EXERCISE PROMPT
Starting at the top of the entries below, set down each line exactly as written, and stop after the line containing "the cookie to".

Start of RECORDS PROVIDED

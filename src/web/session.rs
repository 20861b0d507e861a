//! Per-request session context over the persistent session store.
//!
//! Sessions are rows keyed by the SHA-256 of a random cookie token; the raw
//! token only ever lives in the cookie. The middleware resolves the cookie to
//! a `SessionData` view for exactly one request: built fresh here, attached to
//! the request's extensions, and gone when the request is.

use anyhow::{anyhow, Context, Result};
use axum::{
    extract::{Extension, Request},
    http::{
        header::{InvalidHeaderValue, COOKIE, SET_COOKIE},
        HeaderMap, HeaderValue, StatusCode,
    },
    middleware::Next,
    response::{IntoResponse, Response},
};
use base64ct::{Base64UrlUnpadded, Encoding};
use rand::{rngs::OsRng, RngCore};
use serde::Serialize;
use serde_json::Value;
use sha2::{Digest, Sha256};
use sqlx::{PgPool, Row};
use std::sync::Arc;
use tracing::{error, warn, Instrument};
use uuid::Uuid;

use super::WebConfig;
use crate::users::UserService;

pub const SESSION_COOKIE_NAME: &str = "household_session";

/// Session-derived view handed to gates and handlers. Never persisted as-is
/// and never shared across requests.
#[derive(Clone, Debug, Default, Serialize)]
pub struct SessionData {
    pub email: String,
    pub name: String,
    pub handle: String,
    pub internal_uid: String,
    pub err_msg: String,
    pub csrf_token: String,
    pub recaptcha_enabled: bool,
}

impl SessionData {
    #[must_use]
    pub fn signed_in(&self) -> bool {
        !self.internal_uid.is_empty()
    }
}

/// Resolve the session cookie into a `SessionData` for this request.
///
/// A session that references a person the store no longer has is a
/// consistency error: the session is destroyed and the request continues
/// anonymous. Store failures are request-fatal.
pub async fn session_context(
    Extension(pool): Extension<PgPool>,
    Extension(users): Extension<Arc<UserService>>,
    Extension(config): Extension<Arc<WebConfig>>,
    mut request: Request,
    next: Next,
) -> Response {
    let mut data = SessionData {
        recaptcha_enabled: config.recaptcha_enabled,
        ..SessionData::default()
    };
    let mut clear_cookie = false;

    if let Some(token) = extract_session_token(request.headers()) {
        let token_hash = hash_session_token(&token);
        match load_session(&pool, &token_hash).await {
            Ok(Some(stored)) => {
                let uid = get_string(&stored, "uid");
                let mut person_gone = false;
                if !uid.is_empty() {
                    match users.get_user(&uid).await {
                        Ok(Some(person)) => {
                            data.internal_uid = person.id.clone();
                            data.handle = person.handle.clone();
                            data.name = person.name().to_string();
                            data.email = person.email.clone().unwrap_or_default();
                        }
                        Ok(None) => {
                            warn!(%uid, "session references a missing person, destroying it");
                            if let Err(err) = destroy_session(&pool, &token_hash).await {
                                error!("Failed to destroy inconsistent session: {err}");
                            }
                            person_gone = true;
                            clear_cookie = true;
                        }
                        Err(err) => {
                            error!("Failed to resolve session person: {err}");
                            return StatusCode::INTERNAL_SERVER_ERROR.into_response();
                        }
                    }
                }

                if !person_gone {
                    // Live sessions always carry a CSRF token; mint one for
                    // rows that predate it.
                    let mut csrf = get_string(&stored, "csrf");
                    if csrf.is_empty() {
                        csrf = Uuid::new_v4().to_string();
                        if let Err(err) = put_value(&pool, &token_hash, "csrf", &csrf).await {
                            error!("Failed to store csrf token: {err}");
                        }
                    }
                    data.csrf_token = csrf;
                }
            }
            // Unknown or expired cookie: anonymous request.
            Ok(None) => {}
            Err(err) => {
                error!("Failed to load session: {err}");
                return StatusCode::INTERNAL_SERVER_ERROR.into_response();
            }
        }
    }

    request.extensions_mut().insert(data);
    let mut response = next.run(request).await;
    if clear_cookie {
        if let Ok(cookie) = clear_session_cookie(&config) {
            response.headers_mut().append(SET_COOKIE, cookie);
        }
    }
    response
}

/// Create a session row carrying `uid` and a fresh CSRF token, returning the
/// raw cookie token. Only the hash is stored.
/// # Errors
/// Returns an error if the store rejects the insert.
pub async fn create_session(pool: &PgPool, uid: &str, ttl_seconds: i64) -> Result<String> {
    let query = r"
        INSERT INTO sessions (token_hash, data, expires_at)
        VALUES ($1, $2, NOW() + ($3 * INTERVAL '1 second'))
    ";
    let span = tracing::info_span!(
        "db.query",
        db.system = "postgresql",
        db.operation = "INSERT",
        db.statement = query
    );

    let data = serde_json::json!({
        "uid": uid,
        "csrf": Uuid::new_v4().to_string(),
    });

    for _ in 0..3 {
        let token = generate_session_token()?;
        let token_hash = hash_session_token(&token);
        let result = sqlx::query(query)
            .bind(token_hash)
            .bind(&data)
            .bind(ttl_seconds)
            .execute(pool)
            .instrument(span.clone())
            .await;

        match result {
            Ok(_) => return Ok(token),
            Err(err) if is_unique_violation(&err) => {}
            Err(err) => return Err(err).context("failed to insert session"),
        }
    }

    Err(anyhow!("failed to generate unique session token"))
}

/// Session payload for an unexpired row, if any.
async fn load_session(pool: &PgPool, token_hash: &[u8]) -> Result<Option<Value>, sqlx::Error> {
    let query = "SELECT data FROM sessions WHERE token_hash = $1 AND expires_at > NOW()";
    let span = tracing::info_span!(
        "db.query",
        db.system = "postgresql",
        db.operation = "SELECT",
        db.statement = query
    );
    let row = sqlx::query(query)
        .bind(token_hash)
        .fetch_optional(pool)
        .instrument(span)
        .await?;
    Ok(row.map(|row| row.get("data")))
}

/// Write one key into the session payload.
async fn put_value(
    pool: &PgPool,
    token_hash: &[u8],
    key: &str,
    value: &str,
) -> Result<(), sqlx::Error> {
    let query = r"
        UPDATE sessions
        SET data = jsonb_set(data, ARRAY[$2]::text[], to_jsonb($3::text), true)
        WHERE token_hash = $1
    ";
    let span = tracing::info_span!(
        "db.query",
        db.system = "postgresql",
        db.operation = "UPDATE",
        db.statement = query
    );
    sqlx::query(query)
        .bind(token_hash)
        .bind(key)
        .bind(value)
        .execute(pool)
        .instrument(span)
        .await?;
    Ok(())
}

/// Delete the session row. Idempotent; missing rows are fine.
pub async fn destroy_session(pool: &PgPool, token_hash: &[u8]) -> Result<(), sqlx::Error> {
    let query = "DELETE FROM sessions WHERE token_hash = $1";
    let span = tracing::info_span!(
        "db.query",
        db.system = "postgresql",
        db.operation = "DELETE",
        db.statement = query
    );
    sqlx::query(query)
        .bind(token_hash)
        .execute(pool)
        .instrument(span)
        .await?;
    Ok(())
}

fn get_string(data: &Value, key: &str) -> String {
    data.get(key)
        .and_then(Value::as_str)
        .unwrap_or_default()
        .to_string()
}

/// Random cookie token. The raw value is only returned to set the cookie.
fn generate_session_token() -> Result<String> {
    let mut bytes = [0u8; 32];
    OsRng
        .try_fill_bytes(&mut bytes)
        .context("failed to generate session token")?;
    Ok(Base64UrlUnpadded::encode_string(&bytes))
}

/// Hash a session token so raw values never touch the database.
pub(crate) fn hash_session_token(token: &str) -> Vec<u8> {
    let mut hasher = Sha256::new();
    hasher.update(token.as_bytes());
    hasher.finalize().to_vec()
}

/// Build a secure `HttpOnly` cookie for the session token.
pub(crate) fn session_cookie(
    config: &WebConfig,
    token: &str,
) -> Result<HeaderValue, InvalidHeaderValue> {
    let ttl_seconds = config.session_ttl_seconds;
    let mut cookie = format!(
        "{SESSION_COOKIE_NAME}={token}; Path=/; HttpOnly; SameSite=Lax; Max-Age={ttl_seconds}"
    );
    if config.cookie_secure() {
        cookie.push_str("; Secure");
    }
    HeaderValue::from_str(&cookie)
}

pub(crate) fn clear_session_cookie(config: &WebConfig) -> Result<HeaderValue, InvalidHeaderValue> {
    let mut cookie = format!("{SESSION_COOKIE_NAME}=; Path=/; HttpOnly; SameSite=Lax; Max-Age=0");
    if config.cookie_secure() {
        cookie.push_str("; Secure");
    }
    HeaderValue::from_str(&cookie)
}

pub(crate) fn extract_session_token(headers: &HeaderMap) -> Option<String> {
    let header = headers.get(COOKIE)?;
    let value = header.to_str().ok()?;
    for pair in value.split(';') {
        let trimmed = pair.trim();
        let mut parts = trimmed.splitn(2, '=');
        let key = parts.next()?.trim();
        let val = parts.next()?.trim();
        if key == SESSION_COOKIE_NAME {
            return Some(val.to_string());
        }
    }
    None
}

fn is_unique_violation(err: &sqlx::Error) -> bool {
    match err {
        sqlx::Error::Database(db_err) => db_err.code().is_some_and(|code| code.as_ref() == "23505"),
        _ => false,
    }
}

End of RECORDS PROVIDED

SOLUTION
filename src/web/session.rs
repository 20861b0d507e861a
//! Per-request session context over the persistent session store.
//!
//! Sessions are rows keyed by the SHA-256 of a random cookie token; the raw
//! token only ever lives in the cookie. The middleware resolves the cookie to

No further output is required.